2nd NF Example • Both tables are in 2NF • Meets 1NF requirements • No non-primary key attribute is dependent on part of a key
Third Normal Form (3NF) The requirements to satisfy the 3rd NF: • All requirements for 2nd NF must be met. • Eliminate fields that do not depend on the primary key; That is, any field that is dependent not only on the primary key but also on another field must be moved to another table
Third Normal FormExample Eliminate Columns Not Dependent On Key i.e. if a column is in a relation, then it must be dependent on the key.
Third Normal FormExample Move non-key-dependent attributes to a new table.
Boyce-Codd Normal Form(BCNF) After Codd proposed the first three normal forms in 1972, it was discover that the 3NF did not satisfactorily handle a more general case of undesirable functional dependencies. In other words data redundancies and the consequent modification anomalies due to functional dependencies can persist even after a relation schema is normalized to 3NF. Use this mnemonic by Brian Moran to help you remember: • 3NF, but… • All functional dependencies imply the only whole key. • "The key, the whole key, and nothing but the key, so help me Codd.“
8.2 The Motivating Exemplar Revisited Normalization concepts have been presented by analyzing 1NF, 2NF 3NF and BCNF in isolation. However in practice normal form violations rarely occur in isolation. We can see from figure 8.8a that STOCK follows 1NF because there are not composite or multi-valued attributes in it.

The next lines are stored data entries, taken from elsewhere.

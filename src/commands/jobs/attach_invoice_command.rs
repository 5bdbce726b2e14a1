use serde::{Deserialize, Serialize};
use utoipa::ToSchema;
use uuid::Uuid;
use validator::Validate;

/// Register the frozen finance snapshot with the invoicing system and store
/// the returned references. Allowed exactly once, on a completed job.
#[derive(Debug, Clone, Default, Serialize, Deserialize, Validate, ToSchema)]
pub struct AttachInvoiceCommand {
    #[serde(default)]
    pub job_id: Uuid,
}
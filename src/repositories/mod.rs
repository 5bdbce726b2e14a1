use async_trait::async_trait;
use chrono::{DateTime, Utc};
use uuid::Uuid;

use crate::errors::ServiceError;
use crate::models::job::{JobAggregate, JobPriority, JobSource, JobStatus};

pub mod job_repository;
pub mod memory;

pub use job_repository::SqlJobRepository;
pub use memory::InMemoryJobRepository;

/// Storage-level filter set for job listings. All criteria are ANDed.
#[derive(Debug, Clone, Default)]
pub struct JobFilters {
    pub tenant: Option<String>,
    pub status: Option<JobStatus>,
    pub source: Option<JobSource>,
    pub priority: Option<JobPriority>,
    pub apartment_ref: Option<Uuid>,
    pub service_ref: Option<Uuid>,
    pub contract_ref: Option<Uuid>,
    pub employee_ref: Option<Uuid>,
    /// Free-text match against job code and localized titles.
    pub q: Option<String>,
    pub planned_from: Option<DateTime<Utc>>,
    pub planned_to: Option<DateTime<Utc>>,
    pub due_from: Option<DateTime<Utc>>,
    pub due_to: Option<DateTime<Utc>>,
    pub is_active: Option<bool>,
}

/// Whole-aggregate persistence with optimistic concurrency.
///
/// `save` replaces the entire row atomically: pass the version the aggregate
/// was loaded at (`0` for a new aggregate) and receive the stored copy with
/// the incremented version, or `VersionConflict` if another writer got there
/// first. Listings use the dispatch-board ordering: `due_at` ascending with
/// nulls last, then priority descending, then `created_at` ascending, ties
/// broken by id so pagination stays stable.
#[async_trait]
pub trait JobRepository: Send + Sync {
    async fn find_by_id(&self, id: Uuid) -> Result<Option<JobAggregate>, ServiceError>;

    async fn find_by_code(
        &self,
        tenant: &str,
        code: &str,
    ) -> Result<Option<JobAggregate>, ServiceError>;

    async fn save(
        &self,
        job: &JobAggregate,
        expected_version: i32,
    ) -> Result<JobAggregate, ServiceError>;

    /// Administrative removal; bypasses the lifecycle on purpose.
    async fn delete(&self, id: Uuid) -> Result<(), ServiceError>;

    /// Returns the requested page (1-based) and the total match count.
    async fn list(
        &self,
        filters: &JobFilters,
        page: u64,
        limit: u64,
    ) -> Result<(Vec<JobAggregate>, u64), ServiceError>;
}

Motivating Exemplar Revisited (cont) Using Armstrong’s axioms we get {Store, Product} and {Manager, Location, Product} for candidate keys, however we choose {Store, Product} as a primary key. Now that we have the primary key for STOCK we can see that: fd1, fd2, fd3 and fd4 violates 2NF in STOCK fd6 violates 3NF in STOCK. fd7 violates BCNF in STOCK To fix all of the violations above we must decompose the relational schema D:{R1 R2 R3 R4 R5}
Motivating Exemplar Revisited (cont) • This section is very confusing in my opinion. So for better understanding please read it more then once. • After reading a couple of times we should be able to know how to decompose the base relation schema under investigation and know if our decomposition is complete and correct without looking at the same data. • A decomposition is “complete” when it is a dependency-preserving lossless-join decomposition. Preservation of FDs is a verification process and is accomplished by inspecting the decomposition to see if the union of the FDs hold on individual relation schema of D is a cover for F. This is demonstrated in Section 8.1.5.1.You should also test for the lossless-join property, the method for testing is presented in Section 8.1.5.2.